What to work on >> Line filter on the word "reader": copy each matching line from the entries.

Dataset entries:
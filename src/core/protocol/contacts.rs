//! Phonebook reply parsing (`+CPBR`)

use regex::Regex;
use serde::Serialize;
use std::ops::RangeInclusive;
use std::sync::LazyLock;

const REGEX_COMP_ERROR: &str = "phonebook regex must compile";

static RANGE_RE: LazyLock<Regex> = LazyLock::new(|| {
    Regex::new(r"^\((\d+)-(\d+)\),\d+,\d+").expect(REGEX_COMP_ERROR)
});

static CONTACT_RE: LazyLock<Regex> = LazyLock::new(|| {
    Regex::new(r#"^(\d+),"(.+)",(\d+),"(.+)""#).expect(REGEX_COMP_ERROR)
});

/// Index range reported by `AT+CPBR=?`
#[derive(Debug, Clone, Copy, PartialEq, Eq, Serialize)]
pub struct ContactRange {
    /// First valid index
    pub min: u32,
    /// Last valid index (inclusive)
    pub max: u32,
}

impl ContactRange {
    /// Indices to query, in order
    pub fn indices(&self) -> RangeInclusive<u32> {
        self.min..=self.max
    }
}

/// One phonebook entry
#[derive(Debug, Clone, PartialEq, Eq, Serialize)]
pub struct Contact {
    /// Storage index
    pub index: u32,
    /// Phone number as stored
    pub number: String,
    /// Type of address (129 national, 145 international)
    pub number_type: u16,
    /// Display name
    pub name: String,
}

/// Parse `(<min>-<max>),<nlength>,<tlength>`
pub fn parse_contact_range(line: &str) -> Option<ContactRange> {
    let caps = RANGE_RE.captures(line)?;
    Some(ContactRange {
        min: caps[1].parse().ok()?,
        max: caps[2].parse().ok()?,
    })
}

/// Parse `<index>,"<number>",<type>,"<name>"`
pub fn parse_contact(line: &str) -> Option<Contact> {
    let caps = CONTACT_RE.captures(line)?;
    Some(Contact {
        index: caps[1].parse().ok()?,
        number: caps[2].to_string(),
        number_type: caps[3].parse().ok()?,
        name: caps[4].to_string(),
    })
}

* * *

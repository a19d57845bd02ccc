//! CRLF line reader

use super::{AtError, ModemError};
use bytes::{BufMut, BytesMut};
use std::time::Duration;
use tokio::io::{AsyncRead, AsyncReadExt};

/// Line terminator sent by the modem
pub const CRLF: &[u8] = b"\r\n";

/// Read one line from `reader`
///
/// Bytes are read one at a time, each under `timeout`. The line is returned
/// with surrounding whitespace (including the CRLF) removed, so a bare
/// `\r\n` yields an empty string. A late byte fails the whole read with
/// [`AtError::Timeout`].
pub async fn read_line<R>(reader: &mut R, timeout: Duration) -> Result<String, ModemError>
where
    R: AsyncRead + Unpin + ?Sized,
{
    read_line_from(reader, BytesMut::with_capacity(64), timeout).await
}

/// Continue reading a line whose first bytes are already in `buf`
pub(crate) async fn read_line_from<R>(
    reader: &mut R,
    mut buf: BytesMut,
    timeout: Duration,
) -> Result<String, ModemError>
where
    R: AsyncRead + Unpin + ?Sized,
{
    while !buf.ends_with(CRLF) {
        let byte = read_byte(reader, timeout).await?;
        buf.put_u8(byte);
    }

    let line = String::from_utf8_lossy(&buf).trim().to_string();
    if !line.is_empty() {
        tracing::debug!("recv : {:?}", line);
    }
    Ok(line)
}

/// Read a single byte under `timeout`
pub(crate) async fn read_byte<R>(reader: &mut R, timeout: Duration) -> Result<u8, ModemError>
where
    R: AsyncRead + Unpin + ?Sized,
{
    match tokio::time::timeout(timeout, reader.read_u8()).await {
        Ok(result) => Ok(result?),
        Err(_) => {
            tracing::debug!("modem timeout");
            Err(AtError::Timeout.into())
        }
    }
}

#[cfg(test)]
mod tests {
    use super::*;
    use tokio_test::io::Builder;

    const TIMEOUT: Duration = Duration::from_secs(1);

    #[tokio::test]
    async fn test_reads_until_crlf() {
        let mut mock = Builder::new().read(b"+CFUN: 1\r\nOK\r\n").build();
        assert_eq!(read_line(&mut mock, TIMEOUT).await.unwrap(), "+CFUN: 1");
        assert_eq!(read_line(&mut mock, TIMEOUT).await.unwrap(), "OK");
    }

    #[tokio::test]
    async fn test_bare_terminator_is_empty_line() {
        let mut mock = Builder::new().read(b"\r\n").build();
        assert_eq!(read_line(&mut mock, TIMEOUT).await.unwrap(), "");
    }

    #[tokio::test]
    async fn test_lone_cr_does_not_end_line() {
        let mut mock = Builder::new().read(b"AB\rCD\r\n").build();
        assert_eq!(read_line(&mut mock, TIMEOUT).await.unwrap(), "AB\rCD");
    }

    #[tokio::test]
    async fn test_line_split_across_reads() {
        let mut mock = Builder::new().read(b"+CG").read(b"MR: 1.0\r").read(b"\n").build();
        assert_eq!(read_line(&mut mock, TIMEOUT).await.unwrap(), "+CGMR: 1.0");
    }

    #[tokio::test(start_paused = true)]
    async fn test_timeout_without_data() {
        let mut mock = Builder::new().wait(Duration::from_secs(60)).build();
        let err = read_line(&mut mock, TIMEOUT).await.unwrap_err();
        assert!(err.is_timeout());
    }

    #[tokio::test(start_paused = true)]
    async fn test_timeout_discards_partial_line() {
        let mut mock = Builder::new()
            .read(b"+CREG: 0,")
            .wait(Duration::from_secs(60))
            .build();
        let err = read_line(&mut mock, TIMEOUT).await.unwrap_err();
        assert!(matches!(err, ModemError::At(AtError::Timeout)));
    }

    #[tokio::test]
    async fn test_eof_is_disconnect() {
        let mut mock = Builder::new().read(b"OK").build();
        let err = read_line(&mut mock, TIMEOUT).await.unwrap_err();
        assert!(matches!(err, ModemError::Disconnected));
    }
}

* * *

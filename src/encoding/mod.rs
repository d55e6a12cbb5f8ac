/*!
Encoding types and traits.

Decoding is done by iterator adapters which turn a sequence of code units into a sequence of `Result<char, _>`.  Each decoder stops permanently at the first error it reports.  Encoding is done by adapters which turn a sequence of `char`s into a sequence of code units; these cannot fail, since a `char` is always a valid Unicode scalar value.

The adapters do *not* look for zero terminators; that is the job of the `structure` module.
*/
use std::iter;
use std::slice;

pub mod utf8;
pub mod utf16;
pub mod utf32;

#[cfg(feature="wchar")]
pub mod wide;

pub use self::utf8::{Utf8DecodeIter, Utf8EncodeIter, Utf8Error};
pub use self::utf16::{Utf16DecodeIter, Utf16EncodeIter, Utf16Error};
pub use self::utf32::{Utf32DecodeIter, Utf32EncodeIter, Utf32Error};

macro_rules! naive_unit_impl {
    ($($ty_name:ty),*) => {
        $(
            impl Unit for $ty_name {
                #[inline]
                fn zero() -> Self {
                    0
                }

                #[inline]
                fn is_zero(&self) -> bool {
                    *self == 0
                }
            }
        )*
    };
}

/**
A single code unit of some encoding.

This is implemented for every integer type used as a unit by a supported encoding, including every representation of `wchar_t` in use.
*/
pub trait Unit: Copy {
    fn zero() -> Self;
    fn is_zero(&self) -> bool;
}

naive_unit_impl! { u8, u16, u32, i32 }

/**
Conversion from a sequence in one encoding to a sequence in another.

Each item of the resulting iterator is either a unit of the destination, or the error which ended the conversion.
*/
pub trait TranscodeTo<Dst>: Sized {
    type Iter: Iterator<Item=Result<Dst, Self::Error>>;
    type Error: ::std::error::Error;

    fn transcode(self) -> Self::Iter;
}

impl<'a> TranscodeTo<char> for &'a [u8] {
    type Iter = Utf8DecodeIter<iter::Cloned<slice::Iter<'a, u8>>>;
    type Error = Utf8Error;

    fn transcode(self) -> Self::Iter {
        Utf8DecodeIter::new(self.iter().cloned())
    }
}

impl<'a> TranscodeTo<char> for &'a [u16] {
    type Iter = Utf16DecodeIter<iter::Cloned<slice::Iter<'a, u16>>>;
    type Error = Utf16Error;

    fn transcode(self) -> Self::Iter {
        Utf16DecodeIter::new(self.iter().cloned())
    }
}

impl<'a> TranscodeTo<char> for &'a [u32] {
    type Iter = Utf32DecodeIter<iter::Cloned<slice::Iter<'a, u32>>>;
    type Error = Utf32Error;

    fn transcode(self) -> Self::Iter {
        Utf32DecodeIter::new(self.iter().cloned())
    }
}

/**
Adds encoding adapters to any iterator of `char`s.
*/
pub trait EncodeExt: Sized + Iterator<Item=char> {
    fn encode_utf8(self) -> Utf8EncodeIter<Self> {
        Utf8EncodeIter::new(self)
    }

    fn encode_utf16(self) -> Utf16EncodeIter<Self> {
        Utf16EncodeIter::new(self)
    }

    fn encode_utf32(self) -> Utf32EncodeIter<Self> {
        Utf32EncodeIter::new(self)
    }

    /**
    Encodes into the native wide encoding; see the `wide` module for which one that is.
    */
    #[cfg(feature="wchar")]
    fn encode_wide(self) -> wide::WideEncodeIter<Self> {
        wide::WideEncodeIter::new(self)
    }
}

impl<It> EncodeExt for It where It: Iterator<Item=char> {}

Answer to this exercise >>
//! CRLF line reader
/// Read one line from `reader`
pub async fn read_line<R>(reader: &mut R, timeout: Duration) -> Result<String, ModemError>
    read_line_from(reader, BytesMut::with_capacity(64), timeout).await
    reader: &mut R,
        let byte = read_byte(reader, timeout).await?;
pub(crate) async fn read_byte<R>(reader: &mut R, timeout: Duration) -> Result<u8, ModemError>
    match tokio::time::timeout(timeout, reader.read_u8()).await {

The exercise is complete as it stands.